## [Supplied data]
pub(crate) mod resource_action;
pub(crate) mod resource_adapter;
pub(crate) mod resource_event;
pub(crate) mod resource_model;
pub(crate) mod resource_queue;
pub(crate) mod resource_registry;

#[cfg(test)]
mod resource_event_tests;

// Re-export the public interface
pub use resource_action::RecordAction;
pub use resource_adapter::ResourceAdapter;
pub use resource_event::EventRouter;
pub use resource_model::{ChangeEvent, FieldMap, RecordRef};
pub use resource_queue::RecordSyncQueue;
pub use resource_registry::ResourceRegistry;
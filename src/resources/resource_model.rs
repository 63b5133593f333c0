use std::collections::HashMap;
use std::fmt;

use serde::{Deserialize, Serialize};
use serde_json::Value;

/// Field name to wire value mapping sent to the remote service.
pub type FieldMap = HashMap<String, Value>;

/// Identity of a domain record: its registered type tag plus internal id.
#[derive(Serialize, Deserialize, Debug, Clone, PartialEq, Eq, Hash)]
#[serde(rename_all = "camelCase")]
pub struct RecordRef {
    pub type_tag: String,
    pub id: i64,
}

impl RecordRef {
    pub fn new(type_tag: impl Into<String>, id: i64) -> Self {
        Self {
            type_tag: type_tag.into(),
            id,
        }
    }
}

impl fmt::Display for RecordRef {
    fn fmt(&self, f: &mut fmt::Formatter<'_>) -> fmt::Result {
        write!(f, "{}/{}", self.type_tag, self.id)
    }
}

/// A change observed on a domain record. Ephemeral, never persisted.
#[derive(Debug, Clone)]
pub struct ChangeEvent {
    pub event_name: String,
    pub record: RecordRef,
    pub changed_attributes: Option<HashMap<String, Value>>,
}

impl ChangeEvent {
    pub fn new(event_name: impl Into<String>, record: RecordRef) -> Self {
        Self {
            event_name: event_name.into(),
            record,
            changed_attributes: None,
        }
    }

    pub fn with_changed_attributes(mut self, changed: HashMap<String, Value>) -> Self {
        self.changed_attributes = Some(changed);
        self
    }
}
use std::collections::HashMap;
use std::sync::Arc;

use async_trait::async_trait;
use serde_json::{json, Value};

use crate::config::SyncConfig;
use crate::errors::{Result, SyncError};
use crate::identifiers::{IdentifierStore, InMemoryIdentifierStore};
use crate::jobs::{InMemoryJobQueue, JobQueue};
use crate::resources::{
    ChangeEvent, EventRouter, FieldMap, RecordRef, ResourceAdapter, ResourceRegistry,
};

struct OrgAdapter;

#[async_trait]
impl ResourceAdapter for OrgAdapter {
    fn remote_type(&self) -> &str {
        "Account"
    }

    fn external_id_field(&self) -> &str {
        "App_Id__c"
    }

    async fn field_map(&self, record_id: i64) -> Result<Option<FieldMap>> {
        let mut fields = FieldMap::new();
        fields.insert("App_Id__c".to_string(), json!(record_id));
        Ok(Some(fields))
    }

    async fn record_ids(&self) -> Result<Vec<i64>> {
        Ok(Vec::new())
    }
}

struct UserAdapter {
    requires_upsert: bool,
    dependents: Vec<Option<RecordRef>>,
}

impl UserAdapter {
    fn plain() -> Self {
        Self {
            requires_upsert: true,
            dependents: Vec::new(),
        }
    }
}

#[async_trait]
impl ResourceAdapter for UserAdapter {
    fn remote_type(&self) -> &str {
        "Contact"
    }

    fn external_id_field(&self) -> &str {
        "App_Id__c"
    }

    async fn field_map(&self, record_id: i64) -> Result<Option<FieldMap>> {
        let mut fields = FieldMap::new();
        fields.insert("App_Id__c".to_string(), json!(record_id));
        Ok(Some(fields))
    }

    async fn record_ids(&self) -> Result<Vec<i64>> {
        Ok(Vec::new())
    }

    fn requires_upsert(
        &self,
        _event_name: &str,
        _changed_attributes: Option<&HashMap<String, Value>>,
    ) -> bool {
        self.requires_upsert
    }

    async fn dependent_records(&self, _record_id: i64) -> Result<Vec<Option<RecordRef>>> {
        Ok(self.dependents.clone())
    }
}

struct Harness {
    queue: Arc<InMemoryJobQueue>,
    identifiers: Arc<InMemoryIdentifierStore>,
    router: EventRouter,
}

fn harness(user_adapter: UserAdapter, config: SyncConfig) -> Harness {
    let mut registry = ResourceRegistry::new();
    registry.register("user", Arc::new(user_adapter));
    registry.register("org", Arc::new(OrgAdapter));

    let queue = Arc::new(InMemoryJobQueue::new());
    let identifiers = Arc::new(InMemoryIdentifierStore::new());
    let router = EventRouter::new(
        Arc::new(registry),
        queue.clone(),
        identifiers.clone(),
        Arc::new(config),
    );
    Harness {
        queue,
        identifiers,
        router,
    }
}

const USER_DELAYED_KEY: &str = "crm-sync-upsert-Contact-1";
const USER_DESTROY_KEY: &str = "crm-sync-destroy-Contact-1";
const ORG_NOW_KEY: &str = "crm-sync-upsert-Account-9-now";

#[tokio::test]
async fn upsert_event_schedules_a_delayed_upsert() {
    let harness = harness(UserAdapter::plain(), SyncConfig::default());
    let event = ChangeEvent::new("user.updated", RecordRef::new("user", 1));

    harness.router.route(&event).await.unwrap();

    assert_eq!(harness.queue.count_pending(USER_DELAYED_KEY).unwrap(), 1);
    assert_eq!(harness.queue.total_pending(), 1);
}

#[tokio::test]
async fn destroy_event_cancels_pending_upserts_before_scheduling_destroy() {
    let harness = harness(UserAdapter::plain(), SyncConfig::default());

    let update = ChangeEvent::new("user.updated", RecordRef::new("user", 1));
    harness.router.route(&update).await.unwrap();
    assert_eq!(harness.queue.count_pending(USER_DELAYED_KEY).unwrap(), 1);

    let destroy = ChangeEvent::new("user.destroyed", RecordRef::new("user", 1));
    harness.router.route(&destroy).await.unwrap();

    assert_eq!(harness.queue.count_pending(USER_DELAYED_KEY).unwrap(), 0);
    assert_eq!(harness.queue.count_pending(USER_DESTROY_KEY).unwrap(), 1);
}

#[tokio::test]
async fn no_job_is_enqueued_when_upsert_is_not_required() {
    let harness = harness(
        UserAdapter {
            requires_upsert: false,
            dependents: vec![Some(RecordRef::new("org", 9))],
        },
        SyncConfig::default(),
    );
    let event = ChangeEvent::new("user.created", RecordRef::new("user", 1));

    harness.router.route(&event).await.unwrap();

    assert_eq!(harness.queue.total_pending(), 0);
}

#[tokio::test]
async fn unknown_event_suffix_is_rejected() {
    let harness = harness(UserAdapter::plain(), SyncConfig::default());
    let event = ChangeEvent::new("user.archived", RecordRef::new("user", 1));

    let error = harness.router.route(&event).await.unwrap_err();
    assert!(matches!(error, SyncError::UnknownEventKind(_)));
    assert_eq!(harness.queue.total_pending(), 0);
}

#[tokio::test]
async fn unsynchronised_dependency_is_scheduled_immediately() {
    let harness = harness(
        UserAdapter {
            requires_upsert: true,
            dependents: vec![None, Some(RecordRef::new("org", 9))],
        },
        SyncConfig::default(),
    );
    let event = ChangeEvent::new("user.updated", RecordRef::new("user", 1));

    harness.router.route(&event).await.unwrap();

    let org_jobs = harness.queue.jobs_for(ORG_NOW_KEY);
    assert_eq!(org_jobs.len(), 1);
    assert!(org_jobs[0].run_at.is_none());
    assert_eq!(harness.queue.count_pending(USER_DELAYED_KEY).unwrap(), 1);
    // The absent dependency entry contributes nothing.
    assert_eq!(harness.queue.total_pending(), 2);
}

#[tokio::test]
async fn synchronised_dependency_is_not_rescheduled() {
    let harness = harness(
        UserAdapter {
            requires_upsert: true,
            dependents: vec![Some(RecordRef::new("org", 9))],
        },
        SyncConfig::default(),
    );
    harness
        .identifiers
        .upsert("Account", 9, "001-ORG")
        .await
        .unwrap();

    let event = ChangeEvent::new("user.updated", RecordRef::new("user", 1));
    harness.router.route(&event).await.unwrap();

    assert_eq!(harness.queue.count_pending(ORG_NOW_KEY).unwrap(), 0);
    assert_eq!(harness.queue.count_pending(USER_DELAYED_KEY).unwrap(), 1);
}

#[tokio::test]
async fn inactive_configuration_ignores_events() {
    let harness = harness(
        UserAdapter::plain(),
        SyncConfig {
            active: false,
            ..SyncConfig::default()
        },
    );
    let event = ChangeEvent::new("user.updated", RecordRef::new("user", 1));

    harness.router.route(&event).await.unwrap();

    assert_eq!(harness.queue.total_pending(), 0);
}

#[tokio::test]
async fn destroy_suffixes_win_over_upsert_suffixes() {
    let config = SyncConfig {
        destroy_event_suffixes: vec![".removed".to_string()],
        upsert_event_suffixes: vec![".removed".to_string()],
        ..SyncConfig::default()
    };
    let harness = harness(UserAdapter::plain(), config);
    let event = ChangeEvent::new("user.removed", RecordRef::new("user", 1));

    harness.router.route(&event).await.unwrap();

    assert_eq!(harness.queue.count_pending(USER_DESTROY_KEY).unwrap(), 1);
    assert_eq!(harness.queue.count_pending(USER_DELAYED_KEY).unwrap(), 0);
}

## [Exercise details]
What is needed is a verbatim copy of every line in the records above from the one containing "pub fn new(type_tag: impl" down to the one containing "use crate::config::SyncConfig;", both included, and nothing more.

## [Written response]
    pub fn new(type_tag: impl Into<String>, id: i64) -> Self {
        Self {
            type_tag: type_tag.into(),
            id,
        }
    }
}

impl fmt::Display for RecordRef {
    fn fmt(&self, f: &mut fmt::Formatter<'_>) -> fmt::Result {
        write!(f, "{}/{}", self.type_tag, self.id)
    }
}

/// A change observed on a domain record. Ephemeral, never persisted.
#[derive(Debug, Clone)]
pub struct ChangeEvent {
    pub event_name: String,
    pub record: RecordRef,
    pub changed_attributes: Option<HashMap<String, Value>>,
}

impl ChangeEvent {
    pub fn new(event_name: impl Into<String>, record: RecordRef) -> Self {
        Self {
            event_name: event_name.into(),
            record,
            changed_attributes: None,
        }
    }

    pub fn with_changed_attributes(mut self, changed: HashMap<String, Value>) -> Self {
        self.changed_attributes = Some(changed);
        self
    }
}
use std::collections::HashMap;
use std::sync::Arc;

use async_trait::async_trait;
use serde_json::{json, Value};

use crate::config::SyncConfig;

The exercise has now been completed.